TELEVISION CHANGED THE RULES - You Are the Message - Roger Ailes, Jon Kraushar

You Are the Message - Roger Ailes, Jon Kraushar (1995)


Television is a controversial medium. Some people think it’s good. Some don’t. Much has been written about how TV has changed the way we view the world. What I’ve learned firsthand is that television has also changed the way we view each other. As a result of TV, people today expect to be made comfortable in every communications situation. When someone speaks to them, they want to relax and listen just as they do when a TV professional entertains them in their living room. So when you and I communicate, we are unconsciously judged by our audience against the standards set by David Letterman and Dan Rather. You may think that’s unfair, but that’s the way it is. You don’t need to be as funny as Letterman or as confident as Rather. But you’re expected to be at least as comfortable, knowledgeable, and to the point as any good guest on a television show. In our subconscious minds, the style that’s acceptable on television—relaxed, informal, crisp, and entertaining—has become the modern standard for an effective communicator.


Today we’re all tuned to receive information much more quickly, and we get bored in a hurry if things slow down. The video age has sped up our cognitive powers. We get to the point faster. Because we’ve become accustomed to video editing, our minds skip ahead. When I started in television, programs had longer segments than they have today. Videotape and its editing process have tightened up not only television but the way we communicate. This has contributed significantly to making us a more impatient society. We’re often too glib when we shouldn’t be. That’s why sometimes changing your rate of speech, your movements, or how quickly you get to the point can help you gain control of a situation. People who watch the evening news see entire South American cities collapse under earthquakes in sixty seconds or less. So if you’re just talking for sixty seconds, you’d better be good and interesting.
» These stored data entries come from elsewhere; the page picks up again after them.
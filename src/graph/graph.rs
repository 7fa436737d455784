// graph.rs
// ──────────────────────────────────────────────────────────────────────────────
// Build the word graph reachable from a start word. Vertices are words, and an
// undirected edge joins two words that differ in exactly one position. The
// graph is discovered breadth-first from the start word, so it holds exactly
// the start word's connected component within the candidate set.
// ──────────────────────────────────────────────────────────────────────────────
use std::collections::{BTreeMap, BTreeSet, HashSet, VecDeque};

use super::adjacency::next_words;
use crate::path::WordPaths;

/// Neighbour sets keyed by word.
pub type Adjacency = BTreeMap<String, BTreeSet<String>>;

/// Decides whether a freshly discovered word is queued for expansion.
#[derive(Clone, Copy, Debug, Default, PartialEq, Eq, clap::ValueEnum)]
pub enum EnqueueGuard {
    /// Queue a word only the first time it is discovered.
    #[default]
    Enqueued,
    /// Queue a word whenever it is not yet a key of the graph. A word can be
    /// reached several times before it is expanded, so it may be queued more
    /// than once; re-expanding it only re-inserts existing edges.
    GraphKey,
}

/// Adjacency structure over the words reachable from a start word.
///
/// A word becomes a key once its first edge is inserted. Words without any
/// neighbour (an isolated start word) are therefore absent.
#[derive(Clone, Debug, Default, PartialEq, Eq)]
pub struct WordGraph {
    adjacency: Adjacency,
}

impl WordGraph {
    pub fn new() -> Self {
        Self {
            adjacency: BTreeMap::new(),
        }
    }

    /// Builds the graph reachable from `start` over `candidates`.
    pub fn build<'c, C, S>(start: &str, candidates: C) -> Self
    where
        C: IntoIterator<Item = &'c S> + Clone,
        S: AsRef<str> + ?Sized + 'c,
    {
        Self::build_with_guard(start, candidates, EnqueueGuard::default())
    }

    /// Builds the graph reachable from `start`, using `guard` to decide when a
    /// discovered word is queued.
    ///
    /// Each dequeued word rescans `candidates` from the beginning, which is why
    /// the collection must be cheaply cloneable (a shared reference usually).
    /// Edges come out reciprocal as long as `start` is itself a candidate: the
    /// reverse edge of `w -> u` is inserted when `u` is expanded and finds `w`.
    pub fn build_with_guard<'c, C, S>(start: &str, candidates: C, guard: EnqueueGuard) -> Self
    where
        C: IntoIterator<Item = &'c S> + Clone,
        S: AsRef<str> + ?Sized + 'c,
    {
        let mut graph = Self::new();
        let mut queue: VecDeque<String> = VecDeque::new();
        let mut enqueued: HashSet<String> = HashSet::new();

        queue.push_back(start.to_string());
        enqueued.insert(start.to_string());

        while let Some(current) = queue.pop_front() {
            for word in next_words(&current, candidates.clone()) {
                graph.add_edge(&current, word);

                let should_enqueue = match guard {
                    EnqueueGuard::Enqueued => enqueued.insert(word.to_string()),
                    EnqueueGuard::GraphKey => !graph.contains(word),
                };
                if should_enqueue {
                    queue.push_back(word.to_string());
                }
            }
        }
        graph
    }

    /// Inserts the directed half `from -> to` of an edge, creating the entry
    /// for `from` on its first edge.
    fn add_edge(&mut self, from: &str, to: &str) {
        self.adjacency
            .entry(from.to_string())
            .or_default()
            .insert(to.to_string());
    }

    /// Returns the neighbours of `word`, or `None` if it is not a vertex.
    pub fn neighbors(&self, word: &str) -> Option<&BTreeSet<String>> {
        self.adjacency.get(word)
    }

    /// Returns `true` if `word` is a key of the graph.
    pub fn contains(&self, word: &str) -> bool {
        self.adjacency.contains_key(word)
    }

    /// Number of vertices.
    pub fn len(&self) -> usize {
        self.adjacency.len()
    }

    pub fn is_empty(&self) -> bool {
        self.adjacency.is_empty()
    }

    /// Number of undirected edges.
    pub fn edge_count(&self) -> usize {
        self.adjacency.values().map(BTreeSet::len).sum::<usize>() / 2
    }

    /// Returns `true` if every edge `a -> b` has its reverse `b -> a`.
    pub fn is_undirected(&self) -> bool {
        self.adjacency.iter().all(|(word, neighbors)| {
            neighbors
                .iter()
                .all(|n| self.neighbors(n).is_some_and(|back| back.contains(word)))
        })
    }

    /// Returns a reference to the underlying adjacency map.
    pub fn get_adjacency(&self) -> &Adjacency {
        &self.adjacency
    }

    /// Enumerates every simple path from `start` to `end`, shortest first.
    pub fn paths(&self, start: &str, end: &str) -> WordPaths<'_> {
        WordPaths::new(self, start, end)
    }
}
Images help. If you can see a picture in your mind and describe it, others will stay tuned in. For example, a number of my clients are chief financial officers (CFOs) of large corporations. The truth is, when one CFO speaks to a group of other CFOs, the material is not exactly “Saturday Night Live” in style. That’s not a criticism of the speakers. It’s just that there’s a lot of statistical data that have to be used in any financial presentation. We’re stuck with it. The trick is—whenever possible—to go beyond the deadly abstraction of numbers and relate what you have to say in a way that brings the numbers to life.

Businesspeople can be remarkably adept at expressing technical ideas in a creative way. Look at the language describing corporate takeovers these days. Terms like “poison pills,” “white knights,” and “shark repellent” put life into discussions of highly technical business maneuvers.

There are many interesting ways to communicate facts and statistics. For instance, if speakers can paint word pictures, as opposed to just using words, or can use emotionally charged, intriguing words, they’ll be more interesting. If you’re talking about imported oil, for example, instead of just quoting how many tons of oil come into a country every day or every year, you might say, “That’s enough to fill every football stadium in this country ten times over.”


Whether you’re a lawyer presenting a case to a jury or a businessperson making a presentation of some kind, the techniques of television apply to what you’re doing, in terms of brevity, quick cut, pacing, visual reinforcements, and colorful language. We’re in a headline society now and we need to realize this, whether we think it’s a good thing or not. In today’s society, long-winded people will soon be as extinct as the dinosaur. You have to be punchy and graphic in your conversation—at least some of the time—to hold people’s interest.

Here are some quotes. To the left of each quote I’ve composed a deadly version of a lively thought.



The two leading ways to achieve success are improving upon existing technology and finding a means of evading a larger obligation.

The two leading recipes for success are building a better mousetrap and finding a bigger loophole.

—Edgar A. Schoaff

To construct an amalgam, you have to be willing to split open its component parts.

To make an omelet, you have to be willing to break a few eggs.

—Robert Penn Warren

Capital will not produce great pleasure, but it will remunerate a large research staff to examine the questions proposed for a solution.

Money won’t buy happiness, but it will pay the salaries of a large research staff to study the problem.

—Bill Vaughan

In this video age we’re all broadcasters. We transmit our own programs. We receive ratings from our audiences. We’ve been absorbed by the medium of television and now we are part of that medium. We can project comedy, drama, information, or news. We can write the scripts and deliver the parts. And we can move an audience to laughter, tears, or boredom. Marshall McLuhan said, “The medium is the message.” I believe each person is his own message, whatever medium he chooses.